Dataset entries
----

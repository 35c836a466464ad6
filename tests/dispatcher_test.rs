//! Integration coverage for the Environment's dispatch algorithm: admission
//! control, timeouts, and metrics recording around tool execution.

use std::sync::Arc;
use std::time::Duration;

use agent_core::{tool, AbortSignal, Environment, Gateway, InMemorySessionStore, ProviderRegistry, ToolContext, ToolResult};

fn environment() -> Environment {
    let gateway = Arc::new(Gateway::new(ProviderRegistry::new()));
    Environment::new(Arc::new(InMemorySessionStore::new()), gateway)
}

#[tokio::test]
async fn tool_not_found_is_reported_without_dispatch() {
    let _ = env_logger::builder()
        .is_test(true)
        .filter_level(log::LevelFilter::Warn)
        .try_init();

    let env = environment();
    let abort = AbortSignal::default();
    let result = env
        .handle_action(agent_core::Action::new("ghost", serde_json::json!({})), "s1", &abort)
        .await;
    assert!(!result.success);
    assert!(result.error.unwrap().contains("Tool not found"));
}

#[tokio::test]
async fn concurrency_limited_tool_still_completes_and_is_metered() {
    let env = environment();
    env.concurrency.set_limit("slow", 1).await;
    env.register_tool(tool("slow", "blocks").handler(|_args, ctx: ToolContext| async move {
        tokio::time::sleep(Duration::from_millis(200)).await;
        let _ = &ctx;
        Ok(ToolResult::ok("done"))
    }));

    let env = Arc::new(env);
    let env2 = env.clone();
    let abort = AbortSignal::default();
    let abort2 = abort.clone();

    let first = tokio::spawn(async move {
        env2.handle_action(agent_core::Action::new("slow", serde_json::json!({})), "s1", &abort2)
            .await
    });
    tokio::time::sleep(Duration::from_millis(20)).await;

    let snapshot_before = env.tool_metrics("slow");
    assert_eq!(snapshot_before.calls_total, 0);

    first.await.unwrap();
    let snapshot_after = env.tool_metrics("slow");
    assert_eq!(snapshot_after.calls_total, 1);
}

#[tokio::test]
async fn timeout_is_recorded_in_metrics() {
    let env = environment();
    env.timeouts.set_for_tool("slow", Duration::from_millis(10)).await;
    env.register_tool(tool("slow", "too slow").handler(|_args, _ctx| async move {
        tokio::time::sleep(Duration::from_secs(5)).await;
        Ok(ToolResult::ok("never"))
    }));
    let abort = AbortSignal::default();
    let result = env
        .handle_action(agent_core::Action::new("slow", serde_json::json!({})), "s1", &abort)
        .await;
    assert!(!result.success);
    assert_eq!(env.tool_metrics("slow").timeouts_total, 1);
}
//! The Environment: tool dispatcher composing admission control, timeouts,
//! recovery, metrics, and the LLM Gateway behind one façade.
//!
//! `handle_action` is the dispatch algorithm: resolve the tool, acquire a
//! concurrency slot, run it under its timeout (abort-aware), and on failure
//! ask the Recovery Manager what to do next rather than giving up
//! immediately. The slot is always released before the next attempt or
//! return, success or failure.

use std::path::PathBuf;
use std::sync::Arc;
use std::time::{Duration, Instant};

use crate::abort::AbortSignal;
use crate::agent_loop::{AgentLoop, OnMessageAdded};
use crate::concurrency::ConcurrencyManager;
use crate::config::RuntimeConfig;
use crate::error::Error;
use crate::gateway::{ChatRequest, Gateway, GatewayOutput, InvokeMetadata, ToolDefinition};
use crate::metrics::{Metrics, ToolMetricsSnapshot};
use crate::recovery::{RecoveryAction, RecoveryManager};
use crate::retry::BackoffPolicy;
use crate::session::{Session, SessionManager, SessionStore};
use crate::stream::{EventBus, StreamEvent};
use crate::timeout_mgr::TimeoutManager;
use crate::tools::{timed, Action, Tool, ToolContext, ToolRegistry, ToolResult};

/// Bound on how many times `handle_action` will honor a `Retry` or
/// `Fallback` recovery decision for a single logical action, so a
/// misconfigured always-retry strategy can't loop forever.
const MAX_RECOVERY_ATTEMPTS: u32 = 5;

pub struct Environment {
    pub tools: Arc<ToolRegistry>,
    pub concurrency: Arc<ConcurrencyManager>,
    pub timeouts: Arc<TimeoutManager>,
    pub recovery: Arc<RecoveryManager>,
    pub metrics: Arc<Metrics>,
    pub sessions: Arc<SessionManager>,
    pub events: Arc<EventBus>,
    pub gateway: Arc<Gateway>,
    backoff: BackoffPolicy,
}

impl Environment {
    pub fn new(store: Arc<dyn SessionStore>, gateway: Arc<Gateway>) -> Self {
        let events = Arc::new(EventBus::new());
        Environment {
            tools: Arc::new(ToolRegistry::new()),
            concurrency: Arc::new(ConcurrencyManager::new()),
            timeouts: Arc::new(TimeoutManager::new()),
            recovery: Arc::new(RecoveryManager::new()),
            metrics: Arc::new(Metrics::new()),
            sessions: Arc::new(SessionManager::new(store, events.clone())),
            events,
            gateway,
            backoff: BackoffPolicy::default(),
        }
    }

    pub fn register_tool(&self, tool: Arc<dyn Tool>) -> Arc<dyn Tool> {
        self.tools.register(tool).tool
    }

    pub async fn create_session(&self, title: &str, directory: Option<PathBuf>) -> crate::error::Result<Session> {
        self.sessions.create(title, directory).await
    }

    pub async fn get_session(&self, id: &str) -> Option<Session> {
        self.sessions.get(id).await
    }

    pub async fn delete_session(&self, id: &str) -> crate::error::Result<()> {
        self.sessions.delete(id).await
    }

    pub async fn subscribe(&self, handler: Arc<dyn crate::stream::StreamHandler>) -> crate::stream::SubscriptionToken {
        self.events.subscribe(handler).await
    }

    pub async fn unsubscribe(&self, token: crate::stream::SubscriptionToken) -> bool {
        self.events.unsubscribe(token).await
    }

    pub fn tool_metrics(&self, tool_name: &str) -> ToolMetricsSnapshot {
        self.metrics.snapshot(tool_name)
    }

    /// Entry point for one user turn: builds an Agent Loop over this
    /// Environment and delegates to it. Takes `environment` explicitly
    /// (rather than `&self`) since the Agent Loop needs to share ownership
    /// of it across iterations.
    #[allow(clippy::too_many_arguments)]
    pub async fn handle_query(
        environment: Arc<Self>,
        config: RuntimeConfig,
        session_id: &str,
        user_input: &str,
        model: &str,
        tools: Vec<ToolDefinition>,
        abort: &AbortSignal,
        on_message_added: Option<OnMessageAdded>,
    ) -> crate::error::Result<String> {
        AgentLoop::new(environment, config)
            .handle_query(session_id, user_input, model, tools, abort, on_message_added)
            .await
    }

    /// Drive one LLM turn through the Gateway, scoped to `session_id`.
    pub async fn invoke_llm(
        &self,
        model: &str,
        request: ChatRequest,
        session_id: &str,
        abort: &AbortSignal,
    ) -> crate::error::Result<(GatewayOutput, InvokeMetadata)> {
        self.gateway.invoke(model, request, session_id, abort, &self.events).await
    }

    /// Dispatch one tool [`Action`]: resolve, admit, run under timeout, and
    /// apply the Recovery Manager's decision on failure until the action
    /// succeeds, is skipped, is propagated, or the recovery-attempt bound
    /// is reached.
    pub async fn handle_action(&self, action: Action, session_id: &str, abort: &AbortSignal) -> ToolResult {
        let tool_call_id = action.action_id.clone().unwrap_or_default();

        if !self.tools.contains(&action.tool_name) {
            let message = format!("Tool not found: {}", action.tool_name);
            log::warn!("dispatch rejected for session {session_id}: {message}");
            self.emit_error(session_id, &message, Some(&action.tool_name)).await;
            return ToolResult::failure(message);
        }

        let mut current = action;
        let mut attempt = 0u32;

        loop {
            attempt += 1;
            let outcome = self.try_once(&current, session_id, abort).await;

            match outcome {
                Ok(result) if result.success => {
                    self.events
                        .emit(StreamEvent::ToolResult {
                            session_id: session_id.to_string(),
                            tool_name: current.tool_name.clone(),
                            tool_result: serde_json::json!(result.output.as_text()),
                            tool_call_id: tool_call_id.clone(),
                            metadata: None,
                        })
                        .await;
                    return result;
                }
                Ok(failed) => {
                    let err = Error::tool(failed.error.clone().unwrap_or_default());
                    match self.apply_recovery(&err, &current, attempt, abort).await {
                        RecoveryAction::Retry { delay } => {
                            if attempt >= MAX_RECOVERY_ATTEMPTS {
                                self.emit_error(session_id, &err.to_string(), Some(&current.tool_name)).await;
                                return failed;
                            }
                            tokio::select! {
                                _ = tokio::time::sleep(delay) => {}
                                _ = abort.cancelled() => return ToolResult::failure(Error::aborted().to_string()),
                            }
                            continue;
                        }
                        RecoveryAction::Fallback { tool_name } => {
                            if attempt >= MAX_RECOVERY_ATTEMPTS || !self.tools.contains(&tool_name) {
                                self.emit_error(session_id, &err.to_string(), Some(&current.tool_name)).await;
                                return failed;
                            }
                            log::debug!("falling back from '{}' to '{tool_name}' after: {err}", current.tool_name);
                            current.tool_name = tool_name;
                            continue;
                        }
                        RecoveryAction::Skip { value } => {
                            return ToolResult::ok(value);
                        }
                        RecoveryAction::Propagate => {
                            self.emit_error(session_id, &err.to_string(), Some(&current.tool_name)).await;
                            return failed;
                        }
                    }
                }
                Err(err) => {
                    self.emit_error(session_id, &err.to_string(), Some(&current.tool_name)).await;
                    return ToolResult::failure(err.to_string());
                }
            }
        }
    }

    async fn try_once(&self, action: &Action, session_id: &str, abort: &AbortSignal) -> crate::error::Result<ToolResult> {
        let start = Instant::now();
        let slot = match self.concurrency.acquire(&action.tool_name).await {
            Ok(slot) => slot,
            Err(err) => {
                self.metrics.record_slot_rejection(&action.tool_name);
                return Ok(ToolResult::failure(err.to_string()));
            }
        };

        let Some(tool) = self.tools.get(&action.tool_name) else {
            drop(slot);
            return Err(Error::tool(format!("Tool not found: {}", action.tool_name)));
        };

        let ctx = ToolContext::new(session_id, abort.clone());
        let execution = tool.execute(action.arguments.clone(), &ctx);
        let outcome = self
            .timeouts
            .run(&action.tool_name, action.metadata.timeout_override, abort, execution)
            .await;
        drop(slot);

        let result = match outcome {
            Ok(result) => timed(start, result),
            Err(Error::Timeout) => {
                self.metrics.record_timeout(&action.tool_name);
                timed(start, ToolResult::failure("Request timeout"))
            }
            Err(err) => return Err(err),
        };

        self.metrics
            .record_call(&action.tool_name, result.success, result.metadata.duration.unwrap_or_default());
        Ok(result)
    }

    async fn apply_recovery(&self, err: &Error, action: &Action, attempt: u32, abort: &AbortSignal) -> RecoveryAction {
        self.recovery.record_failure(&action.tool_name, Duration::from_secs(300));
        if !crate::error::is_retryable_error(err) {
            return RecoveryAction::Propagate;
        }
        let _ = abort;
        let decision = self.recovery.decide(err, action);
        if matches!(decision, RecoveryAction::Retry { .. }) {
            return RecoveryAction::Retry {
                delay: self.backoff.delay_with_jitter(attempt),
            };
        }
        decision
    }

    async fn emit_error(&self, session_id: &str, message: &str, tool_name: Option<&str>) {
        self.events
            .emit(StreamEvent::Error {
                session_id: session_id.to_string(),
                message: message.to_string(),
                tool_name: tool_name.map(str::to_string),
            })
            .await;
    }
}

#[cfg(test)]
mod tests {
    use super::*;
    use crate::gateway::{Gateway, ProviderRegistry};
    use crate::session::InMemorySessionStore;
    use crate::tools::tool;

    fn environment() -> Environment {
        let gateway = Arc::new(Gateway::new(ProviderRegistry::new()));
        Environment::new(Arc::new(InMemorySessionStore::new()), gateway)
    }

    #[tokio::test]
    async fn unknown_tool_fails_without_panicking() {
        let env = environment();
        let abort = AbortSignal::default();
        let result = env.handle_action(Action::new("ghost", serde_json::json!({})), "s1", &abort).await;
        assert!(!result.success);
        assert!(result.error.unwrap().contains("Tool not found"));
    }

    #[tokio::test]
    async fn successful_tool_call_emits_tool_result_event() {
        let env = environment();
        env.register_tool(tool("echo", "echoes").handler(|args, _ctx| async move { Ok(ToolResult::ok(args.to_string())) }));
        let abort = AbortSignal::default();
        let result = env
            .handle_action(Action::new("echo", serde_json::json!({"x": 1})), "s1", &abort)
            .await;
        assert!(result.success);
    }

    #[tokio::test]
    async fn fallback_recovery_switches_tools() {
        let env = environment();
        env.register_tool(tool("primary", "fails").handler(|_args, _ctx| async move { Ok(ToolResult::failure("boom")) }));
        env.register_tool(tool("secondary", "succeeds").handler(|_args, _ctx| async move { Ok(ToolResult::ok("ok")) }));
        env.recovery.set_strategy(
            "primary",
            crate::recovery::RecoveryStrategy::Fallback {
                tool_name: "secondary".into(),
            },
        );
        let abort = AbortSignal::default();
        let result = env
            .handle_action(Action::new("primary", serde_json::json!({})), "s1", &abort)
            .await;
        assert!(result.success);
    }

    #[tokio::test]
    async fn skip_recovery_returns_default_value() {
        let env = environment();
        env.register_tool(tool("flaky", "fails").handler(|_args, _ctx| async move { Ok(ToolResult::failure("boom")) }));
        env.recovery.set_strategy(
            "flaky",
            crate::recovery::RecoveryStrategy::Skip {
                value: crate::types::ToolOutput::Text("default".into()),
            },
        );
        let abort = AbortSignal::default();
        let result = env
            .handle_action(Action::new("flaky", serde_json::json!({})), "s1", &abort)
            .await;
        assert!(result.success);
        assert_eq!(result.output.as_text(), "default");
    }

    #[tokio::test]
    async fn handle_query_delegates_to_the_agent_loop() {
        use crate::gateway::test_adapter::ScriptedAdapter;
        use crate::gateway::Frame;

        let mut registry = ProviderRegistry::new();
        registry.register(
            "test",
            Arc::new(ScriptedAdapter::new(vec![vec![
                Frame::TextDelta("hi there".into()),
                Frame::Finish {
                    finish_reason: Some("stop".into()),
                    usage: None,
                },
            ]])),
        );
        let gateway = Arc::new(Gateway::new(registry));
        let env = Arc::new(Environment::new(Arc::new(InMemorySessionStore::new()), gateway));
        let session = env.create_session("chat", None).await.unwrap();
        let config = RuntimeConfig {
            model: "test/model-a".into(),
            base_url: "unused".into(),
            ..RuntimeConfig::default()
        };
        let abort = AbortSignal::default();
        let reply = Environment::handle_query(env, config, &session.id, "hi", "test/model-a", vec![], &abort, None)
            .await
            .unwrap();
        assert_eq!(reply, "hi there");
    }
}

----

Work order:
The lines above from the one containing "rejected for session" through the one containing "let err = Error::tool(failed.error.clone().unwrap_or_default());" are to be set down exactly, and no others.

Output:
            log::warn!("dispatch rejected for session {session_id}: {message}");
            self.emit_error(session_id, &message, Some(&action.tool_name)).await;
            return ToolResult::failure(message);
        }

        let mut current = action;
        let mut attempt = 0u32;

        loop {
            attempt += 1;
            let outcome = self.try_once(&current, session_id, abort).await;

            match outcome {
                Ok(result) if result.success => {
                    self.events
                        .emit(StreamEvent::ToolResult {
                            session_id: session_id.to_string(),
                            tool_name: current.tool_name.clone(),
                            tool_result: serde_json::json!(result.output.as_text()),
                            tool_call_id: tool_call_id.clone(),
                            metadata: None,
                        })
                        .await;
                    return result;
                }
                Ok(failed) => {
                    let err = Error::tool(failed.error.clone().unwrap_or_default());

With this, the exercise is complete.